[Start of Attachment]
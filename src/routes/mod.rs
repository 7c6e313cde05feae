/**
 * Routes Module
 * API route handlers and the shared JSON envelope
 */
pub mod auth;
pub mod blobs;
pub mod events;
pub mod health;
pub mod organizers;
pub mod photographers;
pub mod photos;
pub mod tags;
pub mod users;

use axum::extract::FromRequest;
use chrono::NaiveDate;
use serde::{Deserialize, Serialize};

use crate::error::ApiError;
use crate::validation;

/// `Json` whose rejections use the API envelope instead of plain text.
#[derive(Debug, FromRequest)]
#[from_request(via(axum::Json), rejection(ApiError))]
pub struct ApiJson<T>(pub T);

/// Envelope shared by every JSON endpoint.
#[derive(Debug, Serialize, Deserialize)]
pub struct ApiResponse<T> {
    pub success: bool,
    #[serde(default, skip_serializing_if = "Option::is_none")]
    pub message: Option<String>,
    #[serde(default, skip_serializing_if = "Option::is_none")]
    pub data: Option<T>,
}

impl<T> ApiResponse<T> {
    pub fn data(data: T) -> Self {
        Self {
            success: true,
            message: None,
            data: Some(data),
        }
    }

    pub fn with_message(message: impl Into<String>, data: T) -> Self {
        Self {
            success: true,
            message: Some(message.into()),
            data: Some(data),
        }
    }

    pub fn failure(message: impl Into<String>) -> Self {
        Self {
            success: false,
            message: Some(message.into()),
            data: None,
        }
    }
}

impl ApiResponse<()> {
    pub fn message(message: impl Into<String>) -> Self {
        Self {
            success: true,
            message: Some(message.into()),
            data: None,
        }
    }
}

/// Path ids arrive as strings; anything that is not a positive integer is a 400.
pub fn parse_id(raw: &str) -> Result<i32, ApiError> {
    match raw.trim().parse::<i32>() {
        Ok(id) if id > 0 => Ok(id),
        _ => Err(ApiError::validation("Neplatné ID")),
    }
}

/// Trimmed plain text; blank becomes `None`. Stored as typed.
pub(crate) fn clean_text(value: Option<String>) -> Option<String> {
    value
        .map(|v| v.trim().to_string())
        .filter(|v| !v.is_empty())
}

/// Markdown bodies (bios, descriptions) keep their formatting but lose
/// dangerous HTML.
pub(crate) fn clean_markdown(value: Option<String>) -> Option<String> {
    clean_text(value).map(|v| validation::sanitize_text(&v))
}

/// Blank becomes `None`; anything else must be an http(s) URL.
pub(crate) fn clean_url(value: Option<String>) -> Result<Option<String>, ApiError> {
    match value.map(|v| v.trim().to_string()).filter(|v| !v.is_empty()) {
        Some(url) => {
            validation::url(&url).map_err(ApiError::validation)?;
            Ok(Some(url))
        }
        None => Ok(None),
    }
}

/// A required name on create; on update only checked when present.
pub(crate) fn clean_name(value: Option<String>, required: bool) -> Result<Option<String>, ApiError> {
    match value.map(|v| v.trim().to_string()) {
        Some(name) if !name.is_empty() => Ok(Some(name)),
        Some(_) => Err(ApiError::validation("Název je povinný")),
        None if required => Err(ApiError::validation("Název je povinný")),
        None => Ok(None),
    }
}

/// `YYYY-MM-DD`; blank becomes `None`.
pub(crate) fn parse_date(value: Option<&str>) -> Result<Option<NaiveDate>, ApiError> {
    match value.map(str::trim).filter(|v| !v.is_empty()) {
        Some(raw) => NaiveDate::parse_from_str(raw, "%Y-%m-%d")
            .map(Some)
            .map_err(|_| ApiError::validation("Neplatné datum")),
        None => Ok(None),
    }
}
/*!
 * Logging Module
 * Console plus daily-rolling file output; JSON in production.
 */
pub mod config;
pub mod middleware;

use std::io;
use tracing_appender::{non_blocking, non_blocking::WorkerGuard, rolling};
use tracing_subscriber::{
    filter::LevelFilter, fmt, layer::SubscriberExt, util::SubscriberInitExt, EnvFilter, Layer,
};

pub use config::{LogLevel, LogSettings};

/// Writer guards; dropping them flushes and stops the background writers.
pub type LogGuards = Vec<WorkerGuard>;

/// Initialize the logging system. Keep the returned guards alive for the
/// lifetime of the process.
pub fn init() -> LogGuards {
    let settings = LogSettings::from_env();

    if let Err(e) = std::fs::create_dir_all(&settings.dir) {
        eprintln!("Cannot create log directory {}: {}", settings.dir.display(), e);
    }

    // All logs
    let (file_writer, file_guard) = non_blocking(rolling::daily(&settings.dir, "app.log"));
    // Errors only
    let (error_writer, error_guard) = non_blocking(rolling::daily(&settings.dir, "error.log"));
    let (console_writer, console_guard) = non_blocking(io::stdout());

    let env_filter = EnvFilter::try_from_default_env()
        .unwrap_or_else(|_| EnvFilter::new(settings.filter_directive()));

    let subscriber = tracing_subscriber::registry().with(env_filter);

    if settings.is_production {
        let file_layer = fmt::layer()
            .json()
            .with_writer(file_writer)
            .with_target(true)
            .with_thread_ids(true)
            .with_file(true)
            .with_line_number(true);

        let console_layer = fmt::layer()
            .json()
            .with_writer(console_writer)
            .with_target(false);

        let error_layer = fmt::layer()
            .json()
            .with_writer(error_writer)
            .with_target(true)
            .with_file(true)
            .with_line_number(true)
            .with_filter(LevelFilter::ERROR);

        subscriber
            .with(file_layer)
            .with(error_layer)
            .with(console_layer)
            .init();
    } else {
        let file_layer = fmt::layer()
            .with_writer(file_writer)
            .with_target(true)
            .with_file(true)
            .with_line_number(true)
            .with_ansi(false);

        let console_layer = fmt::layer()
            .with_writer(console_writer)
            .with_target(true)
            .pretty();

        let error_layer = fmt::layer()
            .json()
            .with_writer(error_writer)
            .with_target(true)
            .with_file(true)
            .with_line_number(true)
            .with_filter(LevelFilter::ERROR);

        subscriber
            .with(file_layer)
            .with(error_layer)
            .with(console_layer)
            .init();
    }

    tracing::info!(
        level = %settings.level,
        dir = %settings.dir.display(),
        production = settings.is_production,
        "Logging initialized"
    );

    vec![file_guard, error_guard, console_guard]
}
[End of Attachment]
ABOUT THIS TASK >> Your answer must be an exact copy of every record.

YOUR SOLUTION >>
filename src/routes/mod.rs
repository 7c6e313cde05feae
/**
 * Routes Module
 * API route handlers and the shared JSON envelope
 */
pub mod auth;
pub mod blobs;
pub mod events;
pub mod health;
pub mod organizers;
pub mod photographers;
pub mod photos;
pub mod tags;
pub mod users;

use axum::extract::FromRequest;
use chrono::NaiveDate;
use serde::{Deserialize, Serialize};

use crate::error::ApiError;
use crate::validation;

/// `Json` whose rejections use the API envelope instead of plain text.
#[derive(Debug, FromRequest)]
#[from_request(via(axum::Json), rejection(ApiError))]
pub struct ApiJson<T>(pub T);

/// Envelope shared by every JSON endpoint.
#[derive(Debug, Serialize, Deserialize)]
pub struct ApiResponse<T> {
    pub success: bool,
    #[serde(default, skip_serializing_if = "Option::is_none")]
    pub message: Option<String>,
    #[serde(default, skip_serializing_if = "Option::is_none")]
    pub data: Option<T>,
}

impl<T> ApiResponse<T> {
    pub fn data(data: T) -> Self {
        Self {
            success: true,
            message: None,
            data: Some(data),
        }
    }

    pub fn with_message(message: impl Into<String>, data: T) -> Self {
        Self {
            success: true,
            message: Some(message.into()),
            data: Some(data),
        }
    }

    pub fn failure(message: impl Into<String>) -> Self {
        Self {
            success: false,
            message: Some(message.into()),
            data: None,
        }
    }
}

impl ApiResponse<()> {
    pub fn message(message: impl Into<String>) -> Self {
        Self {
            success: true,
            message: Some(message.into()),
            data: None,
        }
    }
}

/// Path ids arrive as strings; anything that is not a positive integer is a 400.
pub fn parse_id(raw: &str) -> Result<i32, ApiError> {
    match raw.trim().parse::<i32>() {
        Ok(id) if id > 0 => Ok(id),
        _ => Err(ApiError::validation("Neplatné ID")),
    }
}

/// Trimmed plain text; blank becomes `None`. Stored as typed.
pub(crate) fn clean_text(value: Option<String>) -> Option<String> {
    value
        .map(|v| v.trim().to_string())
        .filter(|v| !v.is_empty())
}

/// Markdown bodies (bios, descriptions) keep their formatting but lose
/// dangerous HTML.
pub(crate) fn clean_markdown(value: Option<String>) -> Option<String> {
    clean_text(value).map(|v| validation::sanitize_text(&v))
}

/// Blank becomes `None`; anything else must be an http(s) URL.
pub(crate) fn clean_url(value: Option<String>) -> Result<Option<String>, ApiError> {
    match value.map(|v| v.trim().to_string()).filter(|v| !v.is_empty()) {
        Some(url) => {
            validation::url(&url).map_err(ApiError::validation)?;
            Ok(Some(url))
        }
        None => Ok(None),
    }
}

/// A required name on create; on update only checked when present.
pub(crate) fn clean_name(value: Option<String>, required: bool) -> Result<Option<String>, ApiError> {
    match value.map(|v| v.trim().to_string()) {
        Some(name) if !name.is_empty() => Ok(Some(name)),
        Some(_) => Err(ApiError::validation("Název je povinný")),
        None if required => Err(ApiError::validation("Název je povinný")),
        None => Ok(None),
    }
}

/// `YYYY-MM-DD`; blank becomes `None`.
pub(crate) fn parse_date(value: Option<&str>) -> Result<Option<NaiveDate>, ApiError> {
    match value.map(str::trim).filter(|v| !v.is_empty()) {
        Some(raw) => NaiveDate::parse_from_str(raw, "%Y-%m-%d")
            .map(Some)
            .map_err(|_| ApiError::validation("Neplatné datum")),
        None => Ok(None),
    }
}
/*!
 * Logging Module
 * Console plus daily-rolling file output; JSON in production.
 */
pub mod config;
pub mod middleware;

use std::io;
use tracing_appender::{non_blocking, non_blocking::WorkerGuard, rolling};
use tracing_subscriber::{
    filter::LevelFilter, fmt, layer::SubscriberExt, util::SubscriberInitExt, EnvFilter, Layer,
};

pub use config::{LogLevel, LogSettings};

/// Writer guards; dropping them flushes and stops the background writers.
pub type LogGuards = Vec<WorkerGuard>;

/// Initialize the logging system. Keep the returned guards alive for the
/// lifetime of the process.
pub fn init() -> LogGuards {
    let settings = LogSettings::from_env();

    if let Err(e) = std::fs::create_dir_all(&settings.dir) {
        eprintln!("Cannot create log directory {}: {}", settings.dir.display(), e);
    }

    // All logs
    let (file_writer, file_guard) = non_blocking(rolling::daily(&settings.dir, "app.log"));
    // Errors only
    let (error_writer, error_guard) = non_blocking(rolling::daily(&settings.dir, "error.log"));
    let (console_writer, console_guard) = non_blocking(io::stdout());

    let env_filter = EnvFilter::try_from_default_env()
        .unwrap_or_else(|_| EnvFilter::new(settings.filter_directive()));

    let subscriber = tracing_subscriber::registry().with(env_filter);

    if settings.is_production {
        let file_layer = fmt::layer()
            .json()
            .with_writer(file_writer)
            .with_target(true)
            .with_thread_ids(true)
            .with_file(true)
            .with_line_number(true);

        let console_layer = fmt::layer()
            .json()
            .with_writer(console_writer)
            .with_target(false);

        let error_layer = fmt::layer()
            .json()
            .with_writer(error_writer)
            .with_target(true)
            .with_file(true)
            .with_line_number(true)
            .with_filter(LevelFilter::ERROR);

        subscriber
            .with(file_layer)
            .with(error_layer)
            .with(console_layer)
            .init();
    } else {
        let file_layer = fmt::layer()
            .with_writer(file_writer)
            .with_target(true)
            .with_file(true)
            .with_line_number(true)
            .with_ansi(false);

        let console_layer = fmt::layer()
            .with_writer(console_writer)
            .with_target(true)
            .pretty();

        let error_layer = fmt::layer()
            .json()
            .with_writer(error_writer)
            .with_target(true)
            .with_file(true)
            .with_line_number(true)
            .with_filter(LevelFilter::ERROR);

        subscriber
            .with(file_layer)
            .with(error_layer)
            .with(console_layer)
            .init();
    }

    tracing::info!(
        level = %settings.level,
        dir = %settings.dir.display(),
        production = settings.is_production,
        "Logging initialized"
    );

    vec![file_guard, error_guard, console_guard]
}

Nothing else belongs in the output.